Mexico City – The Mexican president, Claudia Sheinbaum, described Monday as “unfair” the decision of the Trump administration to suspend imports of Mexican meat cattle for 15 days due to the detection of screw worms in shipments.
Sheinbaum, who has spent the last months fighting to compensate for the tariff threats of the president of the United States, Donald Trump, said he expected the suspension not to result in another economic blow to his country.
“We do not agree with this measure,” he said at his morning press conference on Monday. “The Mexican government has been working on all fronts from the first moment we were alerted to the screw worm.”
The United States restricted Mexican cattle shipments at the end of November after plague detection, but raised the ban in February after protocols were implemented to evaluate animals before entering the country. But there has been an “unacceptable advance to the north” of the screw worm, said the United States Department of Agriculture in a statement on Sunday.

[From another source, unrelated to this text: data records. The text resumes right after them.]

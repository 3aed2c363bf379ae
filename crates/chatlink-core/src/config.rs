//! 애플리케이션 설정 구조체.
//!
//! 완성 백엔드 엔드포인트, 재연결 정책, 타임아웃 오버라이드를 정의한다.
//! [`crate::config_manager::ConfigManager`]를 통해 JSON 파일에서 로드.

use serde::{Deserialize, Serialize};
use std::time::Duration;

use crate::models::connection::TransportKind;

/// 최상위 애플리케이션 설정
#[derive(Debug, Clone, Serialize, Deserialize)]
pub struct AppConfig {
    /// 완성 백엔드 엔드포인트 설정
    pub endpoint: EndpointConfig,
    /// 재연결/keep-alive 정책
    #[serde(default)]
    pub reconnect: ReconnectConfig,
    /// 브라우저 프로필 타임아웃 오버라이드
    #[serde(default)]
    pub timeouts: TimeoutOverrides,
}

// ============================================================
// 엔드포인트 설정
// ============================================================

/// 완성 백엔드 엔드포인트 설정
#[derive(Debug, Clone, Serialize, Deserialize)]
pub struct EndpointConfig {
    /// 스트리밍 엔드포인트 URL (예: "https://chat.example.com/stream")
    pub url: String,
    /// 레거시 인증용 테넌트 해시 (토큰이 없을 때 사용)
    #[serde(default)]
    pub tenant_hash: Option<String>,
    /// 기본 전송 방식
    #[serde(default)]
    pub transport: TransportKind,
    /// 브라우저 분류에 사용할 User-Agent (없으면 데스크톱 기본 프로필)
    #[serde(default)]
    pub user_agent: Option<String>,
}

// ============================================================
// 재연결 정책
// ============================================================

/// 재연결/keep-alive 정책 설정
#[derive(Debug, Clone, PartialEq, Serialize, Deserialize)]
pub struct ReconnectConfig {
    /// 최대 재연결 시도 횟수 (초과 시 FAILED)
    #[serde(default = "default_max_attempts")]
    pub max_attempts: u32,
    /// 백오프 기본 지연 (밀리초)
    #[serde(default = "default_base_delay_ms")]
    pub base_delay_ms: u64,
    /// 백오프 최대 지연 (밀리초)
    #[serde(default = "default_max_delay_ms")]
    pub max_delay_ms: u64,
    /// 지터 비율 (0.1 = ±10%)
    #[serde(default = "default_jitter_ratio")]
    pub jitter_ratio: f64,
    /// 이 시간 이상 연결이 유지되어야 시도 횟수 리셋 (밀리초)
    #[serde(default = "default_min_stable_ms")]
    pub min_stable_ms: u64,
    /// keep-alive 누락 허용 횟수
    #[serde(default = "default_missed_keep_alive_threshold")]
    pub missed_keep_alive_threshold: u32,
    /// 포그라운드 복귀 시 건강 판정 윈도우 (밀리초)
    #[serde(default = "default_health_window_ms")]
    pub health_window_ms: u64,
    /// 백그라운드 최대 유지 시간 — 초과 시 연결 해제 후 복귀 시 재연결 (밀리초)
    #[serde(default = "default_max_background_ms")]
    pub max_background_ms: u64,
    /// 수동 재연결 전 쿨다운 (밀리초)
    #[serde(default = "default_reconnect_cooldown_ms")]
    pub reconnect_cooldown_ms: u64,
}

impl ReconnectConfig {
    /// 백오프 기본 지연
    pub fn base_delay(&self) -> Duration {
        Duration::from_millis(self.base_delay_ms)
    }

    /// 백오프 최대 지연
    pub fn max_delay(&self) -> Duration {
        Duration::from_millis(self.max_delay_ms)
    }

    /// 안정 연결 판정 시간
    pub fn min_stable(&self) -> Duration {
        Duration::from_millis(self.min_stable_ms)
    }

    /// 건강 판정 윈도우
    pub fn health_window(&self) -> Duration {
        Duration::from_millis(self.health_window_ms)
    }

    /// 백그라운드 최대 유지 시간
    pub fn max_background(&self) -> Duration {
        Duration::from_millis(self.max_background_ms)
    }

    /// 재연결 쿨다운
    pub fn cooldown(&self) -> Duration {
        Duration::from_millis(self.reconnect_cooldown_ms)
    }
}

impl Default for ReconnectConfig {
    fn default() -> Self {
        Self {
            max_attempts: default_max_attempts(),
            base_delay_ms: default_base_delay_ms(),
            max_delay_ms: default_max_delay_ms(),
            jitter_ratio: default_jitter_ratio(),
            min_stable_ms: default_min_stable_ms(),
            missed_keep_alive_threshold: default_missed_keep_alive_threshold(),
            health_window_ms: default_health_window_ms(),
            max_background_ms: default_max_background_ms(),
            reconnect_cooldown_ms: default_reconnect_cooldown_ms(),
        }
    }
}

fn default_max_attempts() -> u32 {
    5
}

fn default_base_delay_ms() -> u64 {
    1_000
}

fn default_max_delay_ms() -> u64 {
    30_000
}

fn default_jitter_ratio() -> f64 {
    0.1
}

fn default_min_stable_ms() -> u64 {
    5_000
}

fn default_missed_keep_alive_threshold() -> u32 {
    2
}

fn default_health_window_ms() -> u64 {
    30_000
}

fn default_max_background_ms() -> u64 {
    300_000
}

fn default_reconnect_cooldown_ms() -> u64 {
    500
}

// ============================================================
// 타임아웃 오버라이드
// ============================================================

/// 브라우저 프로필 기본값을 덮어쓰는 타임아웃 설정.
/// `None`이면 분류기가 추천한 값을 그대로 사용한다.
#[derive(Debug, Clone, Default, PartialEq, Eq, Serialize, Deserialize)]
pub struct TimeoutOverrides {
    /// 연결 타임아웃 (밀리초)
    #[serde(default)]
    pub connect_timeout_ms: Option<u64>,
    /// 연결 후 유휴 타임아웃 (밀리초)
    #[serde(default)]
    pub idle_timeout_ms: Option<u64>,
    /// keep-alive 주기 (밀리초)
    #[serde(default)]
    pub keep_alive_interval_ms: Option<u64>,
}

impl AppConfig {
    /// 기본 설정 생성
    pub fn default_config() -> Self {
        Self {
            endpoint: EndpointConfig {
                url: "http://localhost:8000/stream".to_string(),
                tenant_hash: None,
                transport: TransportKind::PushEvent,
                user_agent: None,
            },
            reconnect: ReconnectConfig::default(),
            timeouts: TimeoutOverrides::default(),
        }
    }
}

#[cfg(test)]
mod tests {
    use super::*;

    #[test]
    fn reconnect_defaults() {
        let config = ReconnectConfig::default();
        assert_eq!(config.max_attempts, 5);
        assert_eq!(config.base_delay(), Duration::from_secs(1));
        assert_eq!(config.max_delay(), Duration::from_secs(30));
        assert!((config.jitter_ratio - 0.1).abs() < f64::EPSILON);
        assert_eq!(config.cooldown(), Duration::from_millis(500));
    }

    #[test]
    fn partial_json_fills_defaults() {
        let json = r#"{"endpoint": {"url": "https://chat.example.com/stream"}}"#;
        let config: AppConfig = serde_json::from_str(json).unwrap();

        assert_eq!(config.endpoint.url, "https://chat.example.com/stream");
        assert_eq!(config.endpoint.transport, TransportKind::PushEvent);
        assert!(config.endpoint.tenant_hash.is_none());
        assert_eq!(config.reconnect, ReconnectConfig::default());
        assert_eq!(config.timeouts, TimeoutOverrides::default());
    }

    #[test]
    fn transport_kind_from_json() {
        let json = r#"{"endpoint": {"url": "http://x", "transport": "chunked-stream"}, "reconnect": {"max_attempts": 2}}"#;
        let config: AppConfig = serde_json::from_str(json).unwrap();
        assert_eq!(config.endpoint.transport, TransportKind::ChunkedStream);
        assert_eq!(config.reconnect.max_attempts, 2);
        assert_eq!(config.reconnect.base_delay_ms, 1_000);
    }
}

“The last time this devastating plague invaded the US.
The screw worm is a hominivorax hominivorax flyfast larva that can invade the tissues of any hot blood animal, including humans. The parasite enters the skin, causing serious and potentially fatal damage and injuries.
The Ministry of Health of Mexico issued an epidemiological warning this month after the first human case of screw worm miiasis, or parasitic infestation, was confirmed on April 17 in a 77 -year -old woman who lives in the state of southern Chiapas.